Frequently Asked Questions

Do I need an Ingress controller?

Yes. Ingress resources are just rules. Without a controller watching and implementing them, they have no effect. Install NGINX Ingress Controller, Traefik, or another controller.

Can I use Ingress for TCP/UDP?

Not with the standard Ingress resource. Ingress is HTTP/HTTPS only. For TCP/UDP, use a LoadBalancer Service or the controller’s TCP/UDP passthrough configuration (NGINX supports this via ConfigMap).

How do I route to a service in another namespace?

You cannot directly.

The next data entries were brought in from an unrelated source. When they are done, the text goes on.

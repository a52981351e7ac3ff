//! Top-level command orchestration.
//!
//! Each submodule implements one CLI subcommand: load the state record,
//! refresh it, hand off to an engine, persist. Engines never persist state
//! themselves; the command layer owns the read-modify-write cycle so a
//! single invocation writes the record exactly once.

pub mod add;
pub mod deploy;
pub mod init;
pub mod remove;
pub mod status;

use std::path::{Path, PathBuf};

use anyhow::Result;

use crate::logging::Logger;
use crate::paths;
use crate::state::State;

/// Per-invocation context shared by all commands.
#[derive(Debug, Clone)]
pub struct AppContext {
    /// The effective dotfiles root for this invocation.
    pub dotfiles_dir: PathBuf,
}

impl AppContext {
    /// Resolve the context from the environment and working directory.
    #[must_use]
    pub fn new() -> Self {
        Self {
            dotfiles_dir: paths::dotfiles_root_lookup(),
        }
    }

    /// Build a context rooted at an explicit directory.
    #[must_use]
    pub fn at(dotfiles_dir: impl Into<PathBuf>) -> Self {
        Self {
            dotfiles_dir: dotfiles_dir.into(),
        }
    }
}

impl Default for AppContext {
    fn default() -> Self {
        Self::new()
    }
}

/// Persist the state record after the filesystem has been mutated.
///
/// A failure here is critical: the filesystem no longer matches the record.
/// It is logged with a distinctive message pointing the user at `status`,
/// whose refresh reconciles the record on the next run.
pub(crate) fn persist_state(state: &State, dotfiles_dir: &Path, log: &Logger) -> Result<()> {
    state.save(dotfiles_dir).map_err(|e| {
        log.error(
            "CRITICAL: the filesystem was changed but the state record could not \
             be saved; run 'peridot status' to reconcile it",
        );
        anyhow::Error::from(e)
    })
}
use std::path::PathBuf;

use clap::{Parser, Subcommand};

/// Top-level CLI entry point for the peridot dotfiles manager.
#[derive(Parser, Debug)]
#[command(
    name = "peridot",
    about = "Module-based dotfiles manager with templated symlink deployment",
    version
)]
pub struct Cli {
    #[command(subcommand)]
    pub command: Command,

    /// Enable verbose output
    #[arg(short, long, global = true)]
    pub verbose: bool,
}

/// Available subcommands.
#[derive(Subcommand, Debug)]
pub enum Command {
    /// Initialize the dotfiles dir and an empty state record
    #[command(visible_alias = "i")]
    Init(InitArgs),
    /// Add a module to the dotfiles directory
    #[command(visible_alias = "a")]
    Add(AddArgs),
    /// Deploy a module's files as symlinks into the target root
    #[command(visible_alias = "d")]
    Deploy(DeployArgs),
    /// Remove a module, restoring real files in place of its symlinks
    #[command(visible_alias = "r")]
    Remove(RemoveArgs),
    /// Display the current state of the dotfiles dir
    #[command(visible_alias = "s")]
    Status,
}

/// Arguments for the `init` subcommand.
#[derive(Parser, Debug, Clone, Default)]
pub struct InitArgs {
    /// Path of the dir to be initialized
    #[arg(short, long)]
    pub dir: Option<PathBuf>,

    /// Initialize the current dir
    #[arg(short = 'H', long, conflicts_with = "dir")]
    pub here: bool,
}

/// Arguments for the `add` subcommand.
#[derive(Parser, Debug, Clone)]
pub struct AddArgs {
    /// Name of the module to add
    pub module: String,
}

/// Arguments for the `deploy` subcommand.
#[derive(Parser, Debug, Clone)]
pub struct DeployArgs {
    /// Name of the module to deploy
    pub module: String,

    /// Root path to which the module dir's structure is deployed
    #[arg(short, long)]
    pub root: Option<PathBuf>,

    /// Rename intermediate files and symlinks from dot-* to .*
    #[arg(short = 'D', long)]
    pub dotreplace: bool,

    /// Don't make any changes, merely show what would be done
    #[arg(short, long)]
    pub simulate: bool,

    /// Import existing files at target paths into the module before linking
    #[arg(short, long)]
    pub adopt: bool,

    /// Forcefully replace existing files at target paths
    #[arg(short = 'O', long, conflicts_with = "adopt")]
    pub overwrite: bool,
}

/// Arguments for the `remove` subcommand.
#[derive(Parser, Debug, Clone)]
pub struct RemoveArgs {
    /// Name of the module to remove
    pub module: String,
}
//! The persisted state record and its refresh cycle.
//!
//! State is created once (via `peridot init`), loaded at the start of every
//! invocation, mutated in memory by the engines, and written back before the
//! process exits. The record lives as a single JSON blob at
//! `DR/.peridot/state.json`.

pub mod tree;

use std::collections::BTreeMap;
use std::fs;
use std::io;
use std::path::{Path, PathBuf};

use anyhow::{Context as _, Result};
use chrono::{DateTime, Utc};
use serde::{Deserialize, Serialize};

use crate::error::StateError;
use crate::logging::Logger;
use crate::{hash, paths};

/// Tri-valued deployment status shared by modules and file entries.
///
/// Serialized as bare integers in the state file.
#[derive(Debug, Clone, Copy, Default, PartialEq, Eq, Serialize, Deserialize)]
#[serde(into = "u8", try_from = "u8")]
pub enum DeployStatus {
    /// Never deployed.
    #[default]
    NotDeployed,
    /// Deployed, but the source has changed since the last deployment.
    Unsynced,
    /// Deployed and up to date.
    Synced,
}

impl From<DeployStatus> for u8 {
    fn from(status: DeployStatus) -> Self {
        match status {
            DeployStatus::NotDeployed => 0,
            DeployStatus::Unsynced => 1,
            DeployStatus::Synced => 2,
        }
    }
}

impl TryFrom<u8> for DeployStatus {
    type Error = String;

    fn try_from(value: u8) -> Result<Self, Self::Error> {
        match value {
            0 => Ok(Self::NotDeployed),
            1 => Ok(Self::Unsynced),
            2 => Ok(Self::Synced),
            other => Err(format!("invalid deploy status: {other}")),
        }
    }
}

/// The whole state record: one entry per managed module.
#[derive(Debug, Clone, Default, PartialEq, Eq, Serialize, Deserialize)]
pub struct State {
    /// Managed modules, keyed by module name.
    #[serde(default)]
    pub modules: BTreeMap<String, ModuleState>,
}

/// Recorded state of a single module.
#[derive(Debug, Clone, Default, PartialEq, Eq, Serialize, Deserialize)]
pub struct ModuleState {
    /// Aggregate status; `Synced` only when every file entry is `Synced`.
    pub status: DeployStatus,
    /// Wall-clock time of the last successful deployment.
    #[serde(rename = "deployedAt", default, skip_serializing_if = "Option::is_none")]
    pub deployed_at: Option<DateTime<Utc>>,
    /// File entries, keyed by absolute source path.
    #[serde(default)]
    pub files: BTreeMap<String, Entry>,
}

impl ModuleState {
    /// Return `true` if `path` is recorded as a symlink managed by this
    /// module.
    #[must_use]
    pub fn manages_symlink(&self, path: &Path) -> bool {
        self.files.values().any(|e| e.symlink_path == path)
    }
}

/// Recorded state of a single deployed file.
#[derive(Debug, Clone, PartialEq, Eq, Serialize, Deserialize)]
pub struct Entry {
    /// Sync status of this file.
    pub status: DeployStatus,
    /// Hex-encoded SHA-256 of the source at last observation.
    #[serde(rename = "hash")]
    pub source_hash: String,
    /// Rendered intermediate file under `DR/.peridot/`.
    #[serde(rename = "intermediatePath")]
    pub intermediate_path: PathBuf,
    /// Deployed symlink location under the target root.
    #[serde(rename = "symlinkPath")]
    pub symlink_path: PathBuf,
}

/// Map key for the `files` table of a [`ModuleState`].
#[must_use]
pub fn path_key(path: &Path) -> String {
    path.to_string_lossy().into_owned()
}

impl State {
    /// Load the state record from `DR/.peridot/state.json`.
    ///
    /// # Errors
    ///
    /// Returns [`StateError::NotInitialized`] when the file is missing and
    /// [`StateError::Decode`] when it is malformed.
    pub fn load(dotfiles_dir: &Path) -> Result<Self, StateError> {
        let path = paths::state_file(dotfiles_dir);
        let raw = match fs::read(&path) {
            Ok(raw) => raw,
            Err(e) if e.kind() == io::ErrorKind::NotFound => {
                return Err(StateError::NotInitialized { path });
            }
            Err(e) => return Err(StateError::Io { path, source: e }),
        };

        serde_json::from_slice(&raw).map_err(|e| StateError::Decode { path, source: e })
    }

    /// Persist the state record with mode `0644`.
    ///
    /// Must be called after any mutation that has to survive the process.
    ///
    /// # Errors
    ///
    /// Returns [`StateError`] if encoding or writing fails.
    pub fn save(&self, dotfiles_dir: &Path) -> Result<(), StateError> {
        let path = paths::state_file(dotfiles_dir);
        let encoded = serde_json::to_vec_pretty(self).map_err(StateError::Encode)?;

        if let Some(parent) = path.parent() {
            fs::create_dir_all(parent).map_err(|e| StateError::Io {
                path: path.clone(),
                source: e,
            })?;
        }
        fs::write(&path, encoded).map_err(|e| StateError::Io {
            path: path.clone(),
            source: e,
        })?;

        // The record's mode is part of its contract; don't leave it to the
        // process umask.
        #[cfg(unix)]
        {
            use std::os::unix::fs::PermissionsExt as _;
            fs::set_permissions(&path, fs::Permissions::from_mode(0o644))
                .map_err(|e| StateError::Io { path, source: e })?;
        }

        Ok(())
    }

    /// Bring the record back in line with the filesystem.
    ///
    /// First prunes entries whose source files are gone and modules whose
    /// directories are gone; then rehashes every entry of each deployed
    /// module, demoting entry and module to `Unsynced` on a mismatch. The
    /// fresh hash is always stored, which makes a second refresh with no
    /// intervening file changes a no-op.
    ///
    /// # Errors
    ///
    /// Returns an error if a surviving source file cannot be hashed.
    pub fn refresh(&mut self, dotfiles_dir: &Path, log: &Logger) -> Result<()> {
        for (name, module) in &mut self.modules {
            let before = module.files.len();
            module.files.retain(|source, _| Path::new(source).exists());
            let pruned = before - module.files.len();
            if pruned > 0 {
                log.debug(&format!("pruned {pruned} stale entries from module {name}"));
            }
        }

        self.modules.retain(|name, _| {
            let exists = paths::module_dir(dotfiles_dir, name).is_dir();
            if !exists {
                log.debug(&format!("pruned module {name}: directory no longer exists"));
            }
            exists
        });

        for module in self.modules.values_mut() {
            if module.status == DeployStatus::NotDeployed {
                continue;
            }
            for (source, entry) in &mut module.files {
                let fresh = hash::hash_file(Path::new(source))
                    .with_context(|| format!("could not hash file {source}"))?;
                if fresh != entry.source_hash {
                    entry.status = DeployStatus::Unsynced;
                    module.status = DeployStatus::Unsynced;
                }
                entry.source_hash = fresh;
            }
        }

        Ok(())
    }

    /// Build the hierarchical status view: modules at the first level, then
    /// the directories and files of each module relative to its directory.
    #[must_use]
    pub fn status_tree(&self, dotfiles_dir: &Path) -> tree::Node {
        let mut root = tree::Node::new(".");

        for (name, module) in &self.modules {
            let mut module_node = tree::Node::new(format_module_status(name, module));
            let module_dir = paths::module_dir(dotfiles_dir, name);

            for (source, entry) in &module.files {
                let source = Path::new(source);
                let rel = source.strip_prefix(&module_dir).unwrap_or(source);

                let mut cursor = &mut module_node;
                if let Some(parent) = rel.parent() {
                    for component in parent.components() {
                        let part = component.as_os_str().to_string_lossy();
                        cursor = cursor.child_or_insert(&part);
                    }
                }

                let file = rel
                    .file_name()
                    .map_or_else(|| rel.to_string_lossy(), |n| n.to_string_lossy());
                cursor.add(tree::Node::new(format_entry_status(
                    &file,
                    module.status,
                    entry.status,
                )));
            }

            root.add(module_node);
        }

        root
    }
}

fn format_module_status(name: &str, module: &ModuleState) -> String {
    match module.status {
        DeployStatus::NotDeployed => format!("○ {name} - not deployed"),
        DeployStatus::Unsynced => format!("✗ {name} - deployed, pending sync"),
        DeployStatus::Synced => format!("✓ {name} - deployed and up to date"),
    }
}

fn format_entry_status(file: &str, module_status: DeployStatus, status: DeployStatus) -> String {
    if module_status == DeployStatus::NotDeployed {
        return file.to_string();
    }
    match status {
        DeployStatus::Synced => format!("✓ {file}"),
        _ => format!("✗ {file}"),
    }
}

Ingress resources must reference services in the same namespace. Use a Service of type ExternalName or a re-export Service in the Ingress namespace.

What is the difference between Ingress and LoadBalancer?

A LoadBalancer Service gives you a single cloud load balancer pointing at a single service. Ingress gives you one entry point with routing rules to many services — name-based virtual hosting, path-based routing, and TLS termination.